Github user zjureel commented on the issue: https://github.com/apache/flink/pull/4654 @kl0u @zentol Thank you for your suggestions. So remove the code `.addLast(new HttpObjectAggregator(100*1024*1024)` will be a temporary fix? In fact it surprises me that the client sends the jar file of job to the rest server instead of block file system, such as hdfs. As @zentol said, the jars may be multiple 100mb large and we obviously can't allocate that much memory in general, I think the client upload the jars to a block file system may be a better way, or we should find a way to create a stream service in the rest server and save the input stream of jar as soon as possible instead of aggregate it in the memory. What do you think? thanks ---
[GitHub] flink issue #4654: [FLINK-7521] Add config option to set the content length ...
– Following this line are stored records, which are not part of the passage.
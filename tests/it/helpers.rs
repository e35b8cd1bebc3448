//! Test helpers and builders for reducing boilerplate in tests.
//!
//! This module provides:
//! - `TestSurfaceBuilder` - Builder pattern for laying out test elements
//! - `Recorder` - A listener that captures every published event with its states
//! - Element ids and payloads shared by the scenarios

#![allow(dead_code)]

use dropzone::{DerivedState, DragDropManager, DragEvent, Item, Listener, ManagerConfig};
use dropzone::{Anchor, ElementId, LayoutSurface, Rect};
use std::cell::RefCell;
use std::rc::Rc;

pub type Payload = &'static str;

pub const DRAG: ElementId = ElementId(1);
pub const DROP: ElementId = ElementId(2);
pub const OTHER: ElementId = ElementId(3);

/// 20×20 square with its top-left at `(x, y)`.
pub fn square(x: f32, y: f32) -> Rect {
    Rect::new(x, y, 20.0, 20.0)
}

// ============================================================================
// TestSurfaceBuilder - Builder pattern for creating test layouts
// ============================================================================

/// Builder for a [`LayoutSurface`]. Elements are painted in insertion order,
/// so later elements are on top.
///
/// # Example
/// ```ignore
/// let surface = TestSurfaceBuilder::new()
///     .with_element(DRAG, square(0.0, 0.0))
///     .with_element(DROP, square(0.0, 0.0))
///     .build();
/// ```
pub struct TestSurfaceBuilder {
    viewport: (f32, f32),
    elements: Vec<(ElementId, Rect, i32, Anchor)>,
}

impl Default for TestSurfaceBuilder {
    fn default() -> Self {
        Self::new()
    }
}

impl TestSurfaceBuilder {
    pub fn new() -> Self {
        Self {
            viewport: (1000.0, 1000.0),
            elements: Vec::new(),
        }
    }

    pub fn with_viewport(mut self, width: f32, height: f32) -> Self {
        self.viewport = (width, height);
        self
    }

    pub fn with_element(mut self, element: ElementId, rect: Rect) -> Self {
        self.elements.push((element, rect, 0, Anchor::Document));
        self
    }

    pub fn with_layered_element(mut self, element: ElementId, rect: Rect, z_index: i32) -> Self {
        self.elements.push((element, rect, z_index, Anchor::Document));
        self
    }

    pub fn with_fixed_element(mut self, element: ElementId, rect: Rect) -> Self {
        self.elements.push((element, rect, 0, Anchor::Viewport));
        self
    }

    pub fn build(self) -> LayoutSurface {
        let mut surface = LayoutSurface::new(self.viewport.0, self.viewport.1);
        for (element, rect, z_index, anchor) in self.elements {
            surface.insert_with(element, rect, z_index, anchor);
        }
        surface
    }
}

/// The layout shared by the lifecycle scenarios: a draggable and a droppable
/// stacked at the same spot, with the droppable on top.
pub fn overlapping_surface() -> LayoutSurface {
    TestSurfaceBuilder::new()
        .with_element(DRAG, square(0.0, 0.0))
        .with_element(DROP, square(0.0, 0.0))
        .build()
}

/// Manager that reduces moves and scrolls immediately, with DRAG and DROP registered.
pub fn immediate_manager() -> DragDropManager<Payload> {
    let mut manager = DragDropManager::with_config(ManagerConfig::immediate());
    manager.register_draggable(Item::new(DRAG, "card"));
    manager.register_droppable(Item::new(DROP, "column"));
    manager
}

// ============================================================================
// Recorder - captures published events
// ============================================================================

#[derive(Debug, Clone)]
pub struct Captured {
    pub event: DragEvent,
    pub state: DerivedState<Payload>,
    pub prev: DerivedState<Payload>,
}

/// Listener that records every lifecycle event in delivery order.
#[derive(Clone, Default)]
pub struct Recorder {
    log: Rc<RefCell<Vec<Captured>>>,
    any_calls: Rc<RefCell<usize>>,
}

impl Recorder {
    pub fn attach(manager: &mut DragDropManager<Payload>) -> Self {
        let recorder = Self::default();
        manager.subscribe(recorder.listener());
        recorder
    }

    pub fn listener(&self) -> Listener<Payload> {
        let any_calls = Rc::clone(&self.any_calls);
        Listener::new()
            .on_drag_start(self.capture(DragEvent::DragStart))
            .on_drag_move(self.capture(DragEvent::DragMove))
            .on_drag_end(self.capture(DragEvent::DragEnd))
            .on_hover_start(self.capture(DragEvent::HoverStart))
            .on_hover_end(self.capture(DragEvent::HoverEnd))
            .on_drop(self.capture(DragEvent::Drop))
            .on_any(move |_, _| *any_calls.borrow_mut() += 1)
    }

    fn capture(
        &self,
        event: DragEvent,
    ) -> impl FnMut(&DerivedState<Payload>, &DerivedState<Payload>) + 'static {
        let log = Rc::clone(&self.log);
        move |state, prev| {
            log.borrow_mut().push(Captured {
                event,
                state: state.clone(),
                prev: prev.clone(),
            })
        }
    }

    pub fn events(&self) -> Vec<DragEvent> {
        self.log.borrow().iter().map(|captured| captured.event).collect()
    }

    pub fn count(&self, event: DragEvent) -> usize {
        self.log
            .borrow()
            .iter()
            .filter(|captured| captured.event == event)
            .count()
    }

    pub fn log(&self) -> Vec<Captured> {
        self.log.borrow().clone()
    }

    pub fn last(&self) -> Option<Captured> {
        self.log.borrow().last().cloned()
    }

    pub fn any_calls(&self) -> usize {
        *self.any_calls.borrow()
    }

    pub fn clear(&self) {
        self.log.borrow_mut().clear();
        *self.any_calls.borrow_mut() = 0;
    }
}
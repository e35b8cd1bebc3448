//! Tests for ManagerConfig parsing and validation.

use dropzone::{ConfigError, ManagerConfig};
use std::io::Write;

#[test]
fn test_empty_document_is_default() {
    let config = ManagerConfig::from_json_str("{}").unwrap();
    assert_eq!(config, ManagerConfig::default());
}

#[test]
fn test_partial_document_keeps_other_defaults() {
    let config = ManagerConfig::from_json_str(r#"{"coalesce_scroll": false}"#).unwrap();
    assert!(config.coalesce_pointer_moves);
    assert!(!config.coalesce_scroll);
    assert_eq!(config.slow_hit_test_ms, ManagerConfig::default().slow_hit_test_ms);
}

#[test]
fn test_immediate_disables_coalescing() {
    let config = ManagerConfig::immediate();
    assert!(!config.coalesce_pointer_moves);
    assert!(!config.coalesce_scroll);
    assert!(config.validate().is_ok());
}

#[test]
fn test_negative_threshold_is_rejected() {
    let err = ManagerConfig::from_json_str(r#"{"slow_hit_test_ms": -1.0}"#).unwrap_err();
    assert!(matches!(err, ConfigError::Invalid(_)));
    assert!(err.to_string().contains("slow_hit_test_ms"));
}

#[test]
fn test_malformed_json_is_rejected() {
    let err = ManagerConfig::from_json_str("{ coalesce_scroll: }").unwrap_err();
    assert!(matches!(err, ConfigError::Json(_)));
}

#[test]
fn test_load_from_file() {
    let mut file = tempfile::NamedTempFile::new().unwrap();
    write!(file, r#"{{"coalesce_pointer_moves": false, "slow_hit_test_ms": 4.5}}"#).unwrap();

    let config = ManagerConfig::load(file.path()).unwrap();
    assert!(!config.coalesce_pointer_moves);
    assert!(config.coalesce_scroll);
    assert_eq!(config.slow_hit_test_ms, 4.5);
}

#[test]
fn test_load_missing_file_is_io_error() {
    let dir = tempfile::tempdir().unwrap();
    let err = ManagerConfig::load(dir.path().join("missing.json")).unwrap_err();
    assert!(matches!(err, ConfigError::Io(_)));
}

#[test]
fn test_config_serializes_every_field() {
    let json = serde_json::to_value(ManagerConfig::default()).unwrap();
    assert_eq!(json["coalesce_pointer_moves"], true);
    assert_eq!(json["coalesce_scroll"], true);
    assert!(json["slow_hit_test_ms"].is_number());
}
Github user zentol commented on the issue: https://github.com/apache/flink/pull/4654 This doesn't solve the problem of the JIRA. For the job submission we have to send jars to the cluster, which may be multiple 100mb large; we obviously can't allocate that much memory in general. As @kl0u said, setting this value any higher (it is already _very_ high) will cause insane memory consumption in the object aggregator in any case where concurrent requests are in progress. As such this isn't even a temporary fix, as this is not a viable fix for the use-cases that are affected by the limit, so I'm afraid we'll have to reject this PR. ---
[GitHub] flink issue #4654: [FLINK-7521] Add config option to set the content length ...
Github user kl0u commented on the issue: https://github.com/apache/flink/pull/4654 Hi @zjureel ! Thanks for the work! This can be a temporary fix, but I was thinking more of a long term one where there is no limit. The problems that I can find with such temporary solution are: 1) if we add this as a configuration parameter, and then remove it when we have a proper fix, this may result in confusion for the users. 2) with this fix, the aggregator is going to allocate the specified limit every time there is an element to parse, even though the element may be small. This can be a waste of resources. What do you think @zentol ? ---
[GitHub] flink issue #4654: [FLINK-7521] Add config option to set the content length ...
Github user zjureel commented on the issue: https://github.com/apache/flink/pull/4654 @kl0u I have tried to fix [https://issues.apache.org/jira/browse/FLINK-7521](https://issues.apache.org/jira/browse/FLINK-7521) in this PR, could you please have a look when you're free, thanks ---